CVE-2025-66473 is a vulnerability classified under CWE-770 (Allocation of Resources Without Limits or Throttling) affecting the XWiki open-source wiki platform. The issue exists in the REST API endpoints of affected versions (below 16.10.11, and certain 17.x release candidates before 17.4.4 and 17.7.0-rc-1), where no limits are enforced on the number of items returned in a single API request. For example, the /rest/wikis/xwiki/spaces endpoint returns all spaces (essentially all pages) by default without pagination or throttling. An attacker can exploit this by sending requests that demand large amounts of data, causing excessive memory and CPU consumption on the server. This resource exhaustion can degrade performance severely or cause the wiki service to become unavailable, effectively a denial-of-service (DoS) attack. The vulnerability is remotely exploitable without authentication or user interaction, increasing its risk profile. The CVSS 4.0 base score of 8.7 reflects the network attack vector, low complexity, no privileges or user interaction required, and high impact on availability. The vulnerability was publicly disclosed on December 10, 2025, and fixed in versions 16.10.11, 17.4.4, and later. No public exploits have been reported yet, but the nature of the flaw makes it a likely target for DoS attacks in unpatched environments.

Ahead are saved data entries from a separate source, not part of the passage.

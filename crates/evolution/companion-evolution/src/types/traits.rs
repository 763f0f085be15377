//! Trait Graph - Personality values and the influence network between them
//!
//! Each trait is an independent scalar in [0, 1]. A static, weighted,
//! directed graph describes how strongly one trait pulls on another. Every
//! call to [`TraitGraph::evolve`] applies direct reinforcement for the
//! signalled traits, then a single propagation pass across the whole graph.
//!
//! Known asymmetry: the self-weight diagonal keeps pushing a trait that is
//! already at 1.0 upwards. Clamping is the only thing holding it there; no
//! decay term counteracts it.

use super::{clamp_unit, sanitize};
use companion_core::{CompanionError, Result};
use rand::Rng;
use serde::{Deserialize, Serialize};
use std::collections::{BTreeMap, BTreeSet};

/// Trait name to value (or delta). Ordered so that summation order is stable.
pub type TraitMap = BTreeMap<String, f64>;

/// Retention factor of the reinforcement EMA (`ema = 0.8*prev + 0.2*signal`)
pub const EMA_RETAIN: f64 = 0.8;

/// Trait set used by the default configuration
pub const DEFAULT_TRAITS: [&str; 8] = [
    "curiosity",
    "playfulness",
    "affection",
    "empathy",
    "creativity",
    "confidence",
    "independence",
    "calmness",
];

/// A listed edge of the influence graph
#[derive(Debug, Clone, PartialEq, Serialize, Deserialize)]
pub struct Relationship {
    /// Influencing trait
    pub from: String,
    /// Influenced trait
    pub to: String,
    /// Signed weight, roughly in [-1, 1]
    pub weight: f64,
}

impl Relationship {
    /// Create a relationship
    pub fn new(from: impl Into<String>, to: impl Into<String>, weight: f64) -> Self {
        Self {
            from: from.into(),
            to: to.into(),
            weight,
        }
    }
}

/// "If `first` > θ1 and `second` > θ2 then `name` = mean(first, second)"
#[derive(Debug, Clone, PartialEq, Serialize, Deserialize)]
pub struct EmergentRule {
    /// Name of the derived tag
    pub name: String,
    /// First source trait
    pub first: String,
    /// Threshold the first trait must exceed
    pub first_threshold: f64,
    /// Second source trait
    pub second: String,
    /// Threshold the second trait must exceed
    pub second_threshold: f64,
}
impl EvolutionEngine {
    /// Create an entity with entropy-seeded randomness
    pub fn new(config: Arc<EvolutionConfig>, seed: &SeedStrategy) -> Result<Self> {
        Self::with_rng(config, seed, &mut StdRng::from_entropy())
    }

    /// Create an entity whose random draws are reproducible
    pub fn with_rng_seed(config: Arc<EvolutionConfig>, seed: &SeedStrategy, rng_seed: u64) -> Result<Self> {
        Self::with_rng(config, seed, &mut StdRng::seed_from_u64(rng_seed))
    }

    /// Create an entity drawing from the given generator
    pub fn with_rng<R: Rng>(config: Arc<EvolutionConfig>, seed: &SeedStrategy, rng: &mut R) -> Result<Self> {
        config.validate()?;

        let traits = TraitGraph::new(config.traits.clone(), seed, rng)?;
        let attention = AttentionTracker::new(config.attention.clone())?;
        let memory = MemoryStore::new(config.memory.clone())?;
        let behaviors = BehaviorSelector::new(config.behaviors.clone())?;

        let engine = Self {
            entity_id: Uuid::new_v4(),
            energy: config.energy.initial,
            config,
            traits,
            attention,
            memory,
            behaviors,
            processed_events: 0,
        };

        tracing::info!(
            entity_id = %engine.entity_id,
            personality = %engine.traits.describe(),
            "companion created"
        );
        Ok(engine)
    }

    /// Feed one event through every component
    ///
    /// Never fails. Unknown event types carry no signal and no attention
    /// weight; they are still remembered and flagged in the result.
    pub fn process(&mut self, event: &InteractionEvent) -> EvolutionResult {
        let intensity = clamp_intensity(event.intensity);
        let unknown_event = !self.config.recognizes(&event.event_type);

        let attention = self
            .attention
            .apply(&event.event_type, intensity, event.timestamp);
        self.pass_time(attention.elapsed_hours);

        if let Some(change) = self.config.event_energy.get(&event.event_type) {
            self.energy = clamp_unit(self.energy + change * intensity);
        }

        let signals = self.signals_for(event, intensity, attention.applied_delta);
        let evolution = self.traits.evolve(&signals);

        self.memory.record(EpisodicEntry {
            source: event.source.clone(),
            event_type: event.event_type.clone(),
            intensity,
            timestamp: event.timestamp,
            context: event.context.clone(),
        });
        self.memory.detect_patterns();

        let runtime = self.runtime_state();
        let active_behaviors = self.behaviors.select(self.traits.values(), &runtime);
        self.processed_events += 1;

        tracing::debug!(
            entity_id = %self.entity_id,
            event_type = %event.event_type,
            attention_delta = attention.applied_delta,
            active = active_behaviors.len(),
            "event processed"
        );

        EvolutionResult {
            trait_deltas: evolution.deltas,
            emergent_tags: evolution.emergent,
            attention: AttentionSummary {
                level: attention.new_level,
                band: attention.band,
                pressure: runtime.attention_pressure,
                applied_delta: attention.applied_delta,
            },
            active_behaviors,
            memory_summary: MemorySummary {
                pattern_count: self.memory.pattern_count(),
                episode_count: self.memory.episodes().len(),
            },
            energy: self.energy,
            unknown_event,
        }
    }

    /// Mapped signals scaled by intensity, attention change and pattern feedback
    fn signals_for(&self, event: &InteractionEvent, intensity: f64, attention_delta: f64) -> TraitMap {
        let Some(mapping) = self.config.event_signals.get(&event.event_type) else {
            return TraitMap::new();
        };

        let confidence = self
            .memory
            .pattern(&preference_key(&event.source, &event.event_type))
            .map_or(0.0, |p| p.confidence);
        let scale = intensity
            * (1.0 + attention_delta)
            * (1.0 + self.config.pattern_feedback_gain * confidence);

        mapping
            .iter()
            .map(|(name, signal)| (name.clone(), signal * scale))
            .collect()
    }

    /// Let time pass without an event
    ///
    /// Decays attention, advances cooldowns and regenerates energy. Negative
    /// or NaN spans count as zero.
    pub fn tick(&mut self, elapsed_hours: f64) {
        self.attention.tick(elapsed_hours);
        self.pass_time(elapsed_hours);
    }

    fn pass_time(&mut self, elapsed_hours: f64) {
        let elapsed = sanitize_elapsed(elapsed_hours);
        if elapsed == 0.0 {
            return;
        }
        self.behaviors.advance(elapsed);
        self.energy = clamp_unit(self.energy + self.config.energy.recovery_per_hour * elapsed);
    }

    /// Report that a behavior was performed
    ///
    /// Starts its cooldown and spends its energy cost. Returns `false` for
    /// behaviors that are not in the catalog.
    pub fn record_outcome(&mut self, behavior: &str, success: bool) -> bool {
        match self
            .behaviors
            .record_outcome(behavior, success)
            .map(|def| def.energy_cost)
        {
            Some(cost) => {
                self.energy = clamp_unit(self.energy - cost);
                true
            }
            None => false,
        }
    }

    /// Most relevant remembered episodes
    pub fn retrieve(&self, filter: &ContextFilter, limit: usize, now: DateTime<Utc>) -> Vec<ScoredEpisode<'_>> {
        self.memory.retrieve(filter, limit, now)
    }

    /// Behaviors that would be selected right now
    pub fn active_behaviors(&self) -> Vec<String> {
        self.behaviors.select(self.traits.values(), &self.runtime_state())
    }

    /// Energy and attention as seen by the behavior selector
    pub fn runtime_state(&self) -> RuntimeState {
        RuntimeState {
            energy: self.energy,
            attention_level: self.attention.level(),
            attention_pressure: self.attention.pressure(),
        }
    }

    /// Entity identifier
    pub fn entity_id(&self) -> Uuid {
        self.entity_id
    }

    /// Shared configuration
    pub fn config(&self) -> &Arc<EvolutionConfig> {
        &self.config
    }

    /// Trait graph
    pub fn traits(&self) -> &TraitGraph {
        &self.traits
    }

    /// Attention tracker
    pub fn attention(&self) -> &AttentionTracker {
        &self.attention
    }

    /// Memory store
    pub fn memory(&self) -> &MemoryStore {
        &self.memory
    }

    /// Behavior selector
    pub fn behaviors(&self) -> &BehaviorSelector {
        &self.behaviors
    }

    /// Current energy
    pub fn energy(&self) -> f64 {
        self.energy
    }

    /// Events processed so far
    pub fn processed_events(&self) -> u64 {
        self.processed_events
    }

    /// Capture the full state
    pub fn snapshot(&self) -> EngineSnapshot {
        EngineSnapshot {
            format_version: SNAPSHOT_FORMAT_VERSION,
            entity_id: self.entity_id,
            traits: self.traits.state().clone(),
            attention: self.attention.state().clone(),
            memory: self.memory.state().clone(),
            behaviors: self.behaviors.state().clone(),
            energy: self.energy,
            processed_events: self.processed_events,
        }
    }

    /// Rebuild an entity from a snapshot taken under `config`
    pub fn restore(config: Arc<EvolutionConfig>, snapshot: EngineSnapshot) -> Result<Self> {
        if snapshot.format_version != SNAPSHOT_FORMAT_VERSION {
            return Err(CompanionError::snapshot(format!(
                "unsupported format version {} (expected {})",
                snapshot.format_version, SNAPSHOT_FORMAT_VERSION
            )));
        }
        if !(0.0..=1.0).contains(&snapshot.energy) {
            return Err(CompanionError::snapshot(format!(
                "energy {} is outside [0, 1]",
                snapshot.energy
            )));
        }
        config.validate()?;

        let traits = TraitGraph::from_state(config.traits.clone(), snapshot.traits)?;
        let attention = AttentionTracker::from_state(config.attention.clone(), snapshot.attention)?;
        let memory = MemoryStore::from_state(config.memory.clone(), snapshot.memory)?;
        let behaviors = BehaviorSelector::from_state(config.behaviors.clone(), snapshot.behaviors)?;

        tracing::info!(
            entity_id = %snapshot.entity_id,
            processed_events = snapshot.processed_events,
            "companion restored"
        );

        Ok(Self {
            entity_id: snapshot.entity_id,
            config,
            traits,
            attention,
            memory,
            behaviors,
            energy: snapshot.energy,
            processed_events: snapshot.processed_events,
        })
    }

    /// Snapshot as a JSON string
    pub fn serialize(&self) -> Result<String> {
        Ok(serde_json::to_string(&self.snapshot())?)
    }

    /// Rebuild from [`EvolutionEngine::serialize`] output
    pub fn deserialize(json: &str, config: Arc<EvolutionConfig>) -> Result<Self> {
        let snapshot: EngineSnapshot = serde_json::from_str(json)?;
        Self::restore(config, snapshot)
    }
}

For European organizations, this vulnerability poses a significant risk to the availability of XWiki-based collaboration platforms, which are commonly used in enterprises, government agencies, and educational institutions. Successful exploitation can disrupt internal knowledge sharing, project documentation, and operational workflows, potentially causing productivity losses and impacting business continuity. Public sector entities relying on XWiki for documentation or intranet services may face service outages, affecting citizen services or interdepartmental communications. The lack of authentication requirement means attackers can launch attacks from external networks, increasing exposure. Additionally, organizations with limited monitoring or rate limiting on their APIs are more vulnerable to sustained or repeated exploitation attempts. The impact is particularly critical for organizations with large wiki deployments, as the volume of data requested directly correlates with resource consumption and service degradation.

The primary mitigation is to upgrade affected XWiki instances to versions 16.10.11, 17.4.4, or later, where the issue is fixed by enforcing limits on API responses. Organizations should implement API rate limiting and throttling at the web server or API gateway level to prevent excessive requests from overwhelming the system. Monitoring API usage patterns and setting alerts for unusually large or frequent requests can help detect exploitation attempts early. Network-level protections such as web application firewalls (WAFs) can be configured to block or challenge suspicious API calls. Additionally, organizations should review and restrict public access to the REST API endpoints where possible, applying authentication and authorization controls to limit exposure. Regular vulnerability scanning and patch management processes should be enforced to ensure timely updates. Finally, capacity planning and resource allocation should consider potential abuse scenarios to maintain service availability under stress.